When I climbed the fence I dropped
down in the grass at the far corner of the field. I had looked forward
this year with pleasure to the planting of a small field by hand--the
adventure of it--after a number of years of horse planting (with
Horace's machine) of far larger fields. There is an indescribable
satisfaction in answering, "Present!" to the roll-call of Nature; to
plant when the earth is ready, to cultivate when the soil begins to bake
and harden, to harvest when the grain is fully ripe. It is the chief
joy of him who lives close to the soil that he comes, in time, to beat
in consonance with the pulse of the earth; its seasons become his
seasons; its life his life.
Behold me, then, with a full seed-bag suspended before me, buckled both
over the shoulders and around the waist, a shiny hoe in my hand (the
scepter of my dominion), a comfortable, rested feeling in every muscle
of my body, standing at the end of the first long furrow there in my
field on Friday morning--a whole spring day open before me!
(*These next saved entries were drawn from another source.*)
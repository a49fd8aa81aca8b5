//! Error handling module following Rust best practices
//!
//! Uses `thiserror` for library errors with detailed error types
//! that consumers can match on and handle appropriately.

use std::io;
use thiserror::Error;

/// Custom error type for supervisor operations
#[derive(Error, Debug)]
pub enum SupervisorError {
    /// IO operation failed
    #[error("IO operation failed: {0}")]
    Io(#[from] io::Error),

    /// Failed to spawn the replay process
    #[error("Failed to spawn replay process: {reason}")]
    Spawn { reason: String },

    /// Permission denied
    #[error("Permission denied: {context}")]
    PermissionDenied { context: String },

    /// Unexpected failure on the child's output/input stream
    #[error("Stream error: {0}")]
    Stream(String),

    /// Signal could not be delivered
    #[error("Signal delivery error: {0}")]
    Signal(String),

    /// A bounded wait expired
    #[error("Operation timed out after {seconds} seconds")]
    Timeout { seconds: u64 },

    /// The child is no longer known to the kernel (already reaped)
    #[error("Process {pid} already reaped or unknown")]
    ProcessGone { pid: i32 },

    /// System call failed
    #[cfg(unix)]
    #[error("System call failed: {0}")]
    Sys(#[from] nix::Error),
}

/// Result type alias for supervisor operations
pub type SupervisorResult<T> = Result<T, SupervisorError>;

#[cfg(test)]
mod tests {
    use super::*;

    #[test]
    fn test_io_error_conversion() {
        let io_error = io::Error::new(io::ErrorKind::NotFound, "file not found");
        let err: SupervisorError = io_error.into();
        assert!(matches!(err, SupervisorError::Io(_)));
    }

    #[test]
    fn test_error_display() {
        let err = SupervisorError::Spawn {
            reason: "no such executable".into(),
        };
        assert!(err.to_string().contains("no such executable"));

        let err = SupervisorError::Timeout { seconds: 5 };
        assert!(err.to_string().contains("5 seconds"));
    }
}
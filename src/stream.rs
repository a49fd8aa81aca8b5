//! Line-oriented streams over the child's combined output
//!
//! The replay tool changes its buffering depending on whether it believes it
//! is attached to a terminal, so the production stream is backed by a PTY
//! master. A plain-pipe implementation and an in-memory fake exist for
//! children that do not care and for tests.

use crate::errors::{SupervisorError, SupervisorResult};
use portable_pty::MasterPty;
use std::collections::VecDeque;
use std::io::{BufRead, BufReader, Read};

/// A readable, closable source of decoded output lines
pub trait LineStream {
    /// Read the next line, without its trailing newline.
    /// `Ok(None)` means the stream has ended.
    fn read_line(&mut self) -> SupervisorResult<Option<String>>;

    /// Release the underlying handles. Reads after close return `Ok(None)`.
    fn close(&mut self);
}

fn read_trimmed_line<R: BufRead>(reader: &mut R) -> std::io::Result<Option<String>> {
    let mut line = String::new();
    let n = reader.read_line(&mut line)?;
    if n == 0 {
        return Ok(None);
    }
    while line.ends_with('\n') || line.ends_with('\r') {
        line.pop();
    }
    Ok(Some(line))
}

/// Child output read from a PTY master
///
/// Owns the master handle: closing this stream closes the master side, after
/// which the child's writes to the slave fail with EIO.
pub struct PtyStream {
    reader: Option<BufReader<Box<dyn Read + Send>>>,
    master: Option<Box<dyn MasterPty + Send>>,
}

impl PtyStream {
    pub fn new(reader: Box<dyn Read + Send>, master: Box<dyn MasterPty + Send>) -> Self {
        Self {
            reader: Some(BufReader::new(reader)),
            master: Some(master),
        }
    }
}

impl LineStream for PtyStream {
    fn read_line(&mut self) -> SupervisorResult<Option<String>> {
        let Some(reader) = self.reader.as_mut() else {
            return Ok(None);
        };
        match read_trimmed_line(reader) {
            Ok(line) => Ok(line),
            // Linux reports EIO on the master once the slave side is gone;
            // that is this stream's EOF.
            Err(e) if e.raw_os_error() == Some(nix::libc::EIO) => Ok(None),
            Err(e) => Err(SupervisorError::Stream(format!(
                "reading child output failed: {e}"
            ))),
        }
    }

    fn close(&mut self) {
        // Both the cloned reader fd and the master fd must go away for the
        // slave side to see EIO.
        self.reader.take();
        self.master.take();
    }
}

/// Child output read from a plain pipe (e.g. a piped stdout)
pub struct PipeStream {
    reader: Option<BufReader<Box<dyn Read + Send>>>,
}

impl PipeStream {
    pub fn new(reader: Box<dyn Read + Send>) -> Self {
        Self {
            reader: Some(BufReader::new(reader)),
        }
    }
}

impl LineStream for PipeStream {
    fn read_line(&mut self) -> SupervisorResult<Option<String>> {
        let Some(reader) = self.reader.as_mut() else {
            return Ok(None);
        };
        read_trimmed_line(reader).map_err(|e| {
            SupervisorError::Stream(format!("reading piped output failed: {e}"))
        })
    }

    fn close(&mut self) {
        self.reader.take();
    }
}

/// In-memory fake stream for tests
#[derive(Debug, Default)]
pub struct MemoryStream {
    lines: VecDeque<String>,
    closed: bool,
}

impl MemoryStream {
    pub fn new<I, S>(lines: I) -> Self
    where
        I: IntoIterator<Item = S>,
        S: Into<String>,
    {
        Self {
            lines: lines.into_iter().map(Into::into).collect(),
            closed: false,
        }
    }

    /// Lines not yet consumed
    pub fn remaining(&self) -> usize {
        self.lines.len()
    }

    pub fn is_closed(&self) -> bool {
        self.closed
    }
}

impl LineStream for MemoryStream {
    fn read_line(&mut self) -> SupervisorResult<Option<String>> {
        if self.closed {
            return Ok(None);
        }
        Ok(self.lines.pop_front())
    }

    fn close(&mut self) {
        self.closed = true;
    }
}
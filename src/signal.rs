//! Signal delivery with safe abstractions

use crate::errors::{SupervisorError, SupervisorResult};
use std::sync::atomic::AtomicBool;
use std::sync::Arc;

/// Signal types the supervisor delivers or reacts to
#[derive(Debug, Clone, Copy, PartialEq, Eq)]
pub enum SignalType {
    /// Interrupt signal (Ctrl+C)
    Interrupt,
    /// Termination signal
    Terminate,
    /// Forced kill, not blockable
    Kill,
}

#[cfg(unix)]
impl SignalType {
    pub(crate) fn to_nix(self) -> nix::sys::signal::Signal {
        use nix::sys::signal::Signal;
        match self {
            Self::Interrupt => Signal::SIGINT,
            Self::Terminate => Signal::SIGTERM,
            Self::Kill => Signal::SIGKILL,
        }
    }
}

/// Send a signal to a process (Unix only)
#[cfg(unix)]
pub fn send_signal(pid: i32, signal: SignalType) -> SupervisorResult<()> {
    use nix::sys::signal::kill;
    use nix::unistd::Pid;

    kill(Pid::from_raw(pid), signal.to_nix())
        .map_err(|e| SupervisorError::Signal(format!("kill({pid}, {signal:?}): {e}")))?;

    Ok(())
}

/// Send a signal to a process group (Unix only)
#[cfg(unix)]
pub fn send_signal_to_group(pgid: i32, signal: SignalType) -> SupervisorResult<()> {
    use nix::sys::signal::killpg;
    use nix::unistd::Pid;

    killpg(Pid::from_raw(pgid), signal.to_nix())
        .map_err(|e| SupervisorError::Signal(format!("killpg({pgid}, {signal:?}): {e}")))?;

    Ok(())
}

/// Check whether a pid is still live in the process table
/// (signal 0 probe, no signal actually delivered)
#[cfg(unix)]
pub fn process_exists(pid: i32) -> bool {
    use nix::sys::signal::kill;
    use nix::unistd::Pid;

    kill(Pid::from_raw(pid), None).is_ok()
}

/// Register SIGINT/SIGTERM on a shared flag so a long-running session can
/// wind its child down gracefully instead of orphaning it
pub fn register_shutdown_flag() -> SupervisorResult<Arc<AtomicBool>> {
    let flag = Arc::new(AtomicBool::new(false));
    for sig in [signal_hook::consts::SIGINT, signal_hook::consts::SIGTERM] {
        signal_hook::flag::register(sig, Arc::clone(&flag))
            .map_err(|e| SupervisorError::Signal(format!("registering handler: {e}")))?;
    }
    Ok(flag)
}

#[cfg(test)]
mod tests {
    use super::*;
    use nix::sys::signal::Signal;

    #[test]
    fn test_signal_type_conversion() {
        assert_eq!(SignalType::Interrupt.to_nix(), Signal::SIGINT);
        assert_eq!(SignalType::Terminate.to_nix(), Signal::SIGTERM);
        assert_eq!(SignalType::Kill.to_nix(), Signal::SIGKILL);
    }

    #[test]
    fn test_send_signal_to_dead_pid_fails() {
        // Reserved pid range that cannot be a live process we own
        let result = send_signal(i32::MAX - 1, SignalType::Terminate);
        assert!(matches!(result, Err(SupervisorError::Signal(_))));
    }

    #[test]
    fn test_process_exists_for_self() {
        assert!(process_exists(std::process::id() as i32));
    }

    #[test]
    fn test_register_shutdown_flag() {
        let flag = register_shutdown_flag().expect("register handlers");
        assert!(!flag.load(std::sync::atomic::Ordering::SeqCst));
    }
}
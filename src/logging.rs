use std::path::PathBuf;

use tokio::sync::RwLock;
use tracing::Level;
use tracing::{info, metadata::LevelFilter, trace};
use tracing_appender::rolling::{RollingFileAppender, Rotation};
use tracing_subscriber::prelude::*;

fn do_init(stdout_level: Level, file_level: Option<(Level, PathBuf)>) {
    let stdout_layer =
        tracing_subscriber::fmt::layer().with_filter(LevelFilter::from(stdout_level));

    let registry = tracing_subscriber::registry().with(stdout_layer);

    let maybe_file_layer = if let Some((level, output_dir)) = file_level {
        let file_appender = RollingFileAppender::new(Rotation::DAILY, output_dir, "sb.log");

        let file_layer = tracing_subscriber::fmt::layer()
            .with_writer(file_appender)
            .with_ansi(false)
            .with_filter(LevelFilter::from(level));
        Some(file_layer)
    } else {
        None
    };

    registry.with(maybe_file_layer).init();
}

/// Initialize tracing.
///
/// Will only initialize once, so tests may call this.
pub async fn init(stdout_level: Level, file_logging: Option<(Level, PathBuf)>) {
    static TRACING_IS_INITIALIZED: RwLock<bool> = RwLock::const_new(false);

    let initialized = { *TRACING_IS_INITIALIZED.read().await };

    if !initialized {
        let mut initialized = TRACING_IS_INITIALIZED.write().await;

        // To avoid race condition between the `.read()` and the
        // `.write()`.
        if *initialized {
            return;
        }

        do_init(stdout_level, file_logging);

        *initialized = true;
    }

    info!("Logging initialized");
}

/// Flush anything not written yet.
pub fn shutdown() {
    trace!("Shutting down");
}
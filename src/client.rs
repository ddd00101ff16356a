use futures::{SinkExt, StreamExt};
use serde_json::Value;
use tokio::net::TcpStream;
use tokio_util::codec::{Framed, LinesCodec};
use tracing::debug;

use crate::events::Event;

/// A minimal bus client: pushes commands to the inbound port and
/// reads events from the outbound port. Integration tests use this;
/// it doubles as a reference for writing real clients.
pub struct BusClient {
    commands: Framed<TcpStream, LinesCodec>,
    events: Framed<TcpStream, LinesCodec>,
}

impl BusClient {
    /// Connect to a running gateway on localhost.
    pub async fn connect(inbound_port: u16, outbound_port: u16) -> std::io::Result<Self> {
        let commands = TcpStream::connect(("127.0.0.1", inbound_port)).await?;
        let events = TcpStream::connect(("127.0.0.1", outbound_port)).await?;

        debug!(%inbound_port, %outbound_port, "Client connected");

        Ok(Self {
            commands: Framed::new(commands, LinesCodec::new()),
            events: Framed::new(events, LinesCodec::new()),
        })
    }

    /// Put one command document on the bus.
    pub async fn send(&mut self, doc: &Value) -> std::io::Result<()> {
        self.send_raw(&doc.to_string()).await
    }

    /// Put one raw line on the bus, JSON or not.
    pub async fn send_raw(&mut self, line: &str) -> std::io::Result<()> {
        self.commands
            .send(line.to_string())
            .await
            .map_err(|e| std::io::Error::new(std::io::ErrorKind::Other, e))
    }

    /// Await the next event from the gateway.
    /// `None` means the gateway hung up.
    pub async fn next_event(&mut self) -> Option<Event> {
        loop {
            let line = self.events.next().await?.ok()?;

            match serde_json::from_str(&line) {
                Ok(event) => return Some(event),
                // Skip anything a future gateway version might add.
                Err(e) => debug!(?e, "Skipping unknown event"),
            }
        }
    }
}
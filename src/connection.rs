use std::fmt::Display;

use crate::{
    error::Error,
    events::{Event, Events, IdInfo},
    serial::SerialLink,
};

/// The identification request line sent to a freshly opened device.
pub const ID_REQUEST: &str = "ID";

/// Where a device's lines should be forwarded once bound to a stream.
#[derive(Debug, Clone, PartialEq, Eq)]
pub struct RouteTarget {
    /// The user the forwarded lines belong to.
    pub user: String,

    /// The stream to forward to.
    pub stream: String,

    /// Optional sequence within the stream.
    pub sequence: Option<String>,
}

/// What one drained line from a device amounts to.
#[derive(Debug, Clone, PartialEq, Eq)]
pub enum LineRead {
    /// The first non-empty line after open: the device's identity.
    Identified {
        /// The device node path.
        device: String,

        /// The reported identity, trimmed.
        name: String,
    },

    /// A line from a stream-bound device, to be relayed downstream.
    Routed {
        /// The bound route.
        target: RouteTarget,

        /// The line, trimmed.
        text: String,
    },

    /// A line from an identified but unbound device.
    Data {
        /// The device node path.
        device: String,

        /// The line, trimmed.
        data: String,
    },
}

/// One serial device's session.
///
/// Starts out awaiting identification; the first non-empty line read
/// becomes the device's identity, exactly once per physical open.
pub struct Connection {
    path: String,
    id: Option<String>,
    awaiting_id: bool,
    route: Option<RouteTarget>,
    link: Box<dyn SerialLink>,
}

impl Connection {
    /// Wrap a freshly opened link.
    pub fn new(path: &str, link: Box<dyn SerialLink>) -> Self {
        Self {
            path: path.to_string(),
            id: None,
            awaiting_id: true,
            route: None,
            link,
        }
    }

    /// The device node path. Stable for the connection's lifetime.
    pub fn path(&self) -> &str {
        &self.path
    }

    /// The reported identity, if the handshake has completed.
    pub fn id(&self) -> Option<&str> {
        self.id.as_deref()
    }

    /// Whether this connection's device reported the given identity.
    pub fn matches_id(&self, id: &str) -> bool {
        self.id.as_deref() == Some(id)
    }

    /// Whether this connection sits on the given device node path.
    pub fn matches_path(&self, path: &str) -> bool {
        self.path == path
    }

    /// Whether the underlying link is open and error free.
    /// Callers must check this before [`Connection::write`].
    pub fn is_good(&self) -> bool {
        self.link.is_good()
    }

    /// Bind (or rebind) this device to a stream.
    pub fn bind_route(&mut self, target: RouteTarget) {
        self.route = Some(target);
    }

    /// Write data to the device. The line terminator is appended by the link.
    pub fn write(&mut self, data: &str) -> Result<(), Error> {
        self.link.write_line(data)
    }

    /// Drop any device output buffered so far.
    pub fn clear(&mut self) {
        self.link.clear();
    }

    /// One non-blocking read attempt, run through the state machine.
    ///
    /// Empty and whitespace-only lines are swallowed; they neither
    /// identify the device nor produce output.
    pub fn try_read(&mut self) -> Option<LineRead> {
        let line = self.link.try_read_line()?;
        let trimmed = line.trim();

        if trimmed.is_empty() {
            return None;
        }

        if self.awaiting_id {
            self.awaiting_id = false;
            self.id = Some(trimmed.to_string());

            return Some(LineRead::Identified {
                device: self.path.clone(),
                name: trimmed.to_string(),
            });
        }

        if let Some(target) = &self.route {
            return Some(LineRead::Routed {
                target: target.clone(),
                text: trimmed.to_string(),
            });
        }

        Some(LineRead::Data {
            device: self.path.clone(),
            data: trimmed.to_string(),
        })
    }

    /// Publish this connection's appearance event and, if identified,
    /// its identity. Used to bring a freshly connected client up to speed.
    pub fn announce(&self, events: &mut Events) {
        events.publish(Event::Device(self.path.clone()));

        if let Some(name) = &self.id {
            events.publish(Event::Id(IdInfo {
                device: self.path.clone(),
                name: name.clone(),
            }));
        }
    }

    /// Release the underlying link. Calling this twice is a no-op.
    pub fn close(&mut self) {
        self.link.close();
    }
}

impl Display for Connection {
    fn fmt(&self, f: &mut std::fmt::Formatter<'_>) -> std::fmt::Result {
        write!(
            f,
            "{} ({}){}",
            self.id.as_deref().unwrap_or("no id"),
            self.path,
            if self.link.is_good() {
                ", open"
            } else {
                ", has error"
            }
        )
    }
}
At that
moment I would not have changed my place for the place of any king,
prince, or president.
At first I was awkward enough, for it has been a long time since I have
done much hand planting; but I soon fell into the rhythmic swing of the
sower, the sure, even, accurate step; the turn of the body and the
flexing of the wrists as the hoe strikes downward; the deftly hollowed
hole; the swing of the hand to the seed-bag; the sure fall of the
kernels; the return of the hoe; the final determining pressure of the
soil upon the seed.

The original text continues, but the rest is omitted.